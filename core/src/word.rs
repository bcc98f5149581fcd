//! Words, minimal pairs and their serialisable projections.

use std::fmt;

use serde::{Deserialize, Serialize};

use crate::classifier::Contrast;
use crate::phonology::{self, Syllable};
use crate::tokenizer::{self, Tokenizer};

/// A word with its transcription and the phonology derived from it.
///
/// The phonology is computed once on construction; the fields are private so
/// it can never drift from `ipa`.
#[derive(Debug, Clone, PartialEq, Eq, Serialize, Deserialize)]
#[serde(from = "WordRecord", into = "WordRecord")]
pub struct Word {
    text: String,
    ipa: String,
    phonology: Vec<Syllable>,
}

impl Word {
    /// Build a word using the standard symbol tables.
    pub fn new<T: Into<String>>(text: T, ipa: &str) -> Self {
        Self::with_tokenizer(text, ipa, Tokenizer::standard())
    }

    pub fn with_tokenizer<T: Into<String>>(text: T, ipa: &str, tokenizer: &Tokenizer) -> Self {
        let text = text.into();
        let ipa = tokenizer::strip_delimiters(ipa).to_string();
        let phonology = phonology::parse_ipa_with(tokenizer, &ipa);
        if phonology.is_empty() && !ipa.is_empty() {
            tracing::debug!(text = %text, ipa = %ipa, "transcription has no recognisable phones");
        }
        Self {
            text,
            ipa,
            phonology,
        }
    }

    pub fn text(&self) -> &str {
        &self.text
    }

    /// Transcription with enclosing delimiters removed.
    pub fn ipa(&self) -> &str {
        &self.ipa
    }

    pub fn phonology(&self) -> &[Syllable] {
        &self.phonology
    }

    /// Side-effect-free projection used for serialisation.
    pub fn to_record(&self) -> WordRecord {
        WordRecord {
            text: self.text.clone(),
            ipa: self.ipa.clone(),
        }
    }
}

impl fmt::Display for Word {
    fn fmt(&self, f: &mut fmt::Formatter<'_>) -> fmt::Result {
        write!(f, "{} /{}/", self.text, self.ipa)
    }
}

/// Interchange form of a word: `{ "text": …, "ipa": … }`.
#[derive(Debug, Clone, PartialEq, Eq, Serialize, Deserialize)]
pub struct WordRecord {
    pub text: String,
    pub ipa: String,
}

impl WordRecord {
    pub fn new<T: Into<String>, I: Into<String>>(text: T, ipa: I) -> Self {
        Self {
            text: text.into(),
            ipa: ipa.into(),
        }
    }

    pub fn into_word(self, tokenizer: &Tokenizer) -> Word {
        Word::with_tokenizer(self.text, &self.ipa, tokenizer)
    }
}

impl From<WordRecord> for Word {
    fn from(record: WordRecord) -> Self {
        Word::new(record.text, &record.ipa)
    }
}

impl From<Word> for WordRecord {
    fn from(word: Word) -> Self {
        WordRecord {
            text: word.text,
            ipa: word.ipa,
        }
    }
}

/// Two words that form a minimal pair, with the contrast between them.
#[derive(Debug, Clone, PartialEq, Eq)]
pub struct WordPair {
    pub first: Word,
    pub last: Word,
    pub contrast: Contrast,
}

impl WordPair {
    pub fn new(first: Word, last: Word, contrast: Contrast) -> Self {
        Self {
            first,
            last,
            contrast,
        }
    }

    pub fn to_record(&self) -> MinPairRecord {
        MinPairRecord {
            first: self.first.to_record(),
            last: self.last.to_record(),
            contrast: Some(self.contrast),
        }
    }
}

impl fmt::Display for WordPair {
    fn fmt(&self, f: &mut fmt::Formatter<'_>) -> fmt::Result {
        write!(f, "{} ~ {} ({})", self.first, self.last, self.contrast)
    }
}

/// Interchange form of a pair, consumed by deck exporters.
#[derive(Debug, Clone, PartialEq, Eq, Serialize, Deserialize)]
pub struct MinPairRecord {
    pub first: WordRecord,
    pub last: WordRecord,
    #[serde(default, skip_serializing_if = "Option::is_none")]
    pub contrast: Option<Contrast>,
}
============
What lines in the material above include "Interchange"? Copy every one of them.

== Answer for this exercise ==
/// Interchange form of a word: `{ "text": …, "ipa": … }`.
/// Interchange form of a pair, consumed by deck exporters.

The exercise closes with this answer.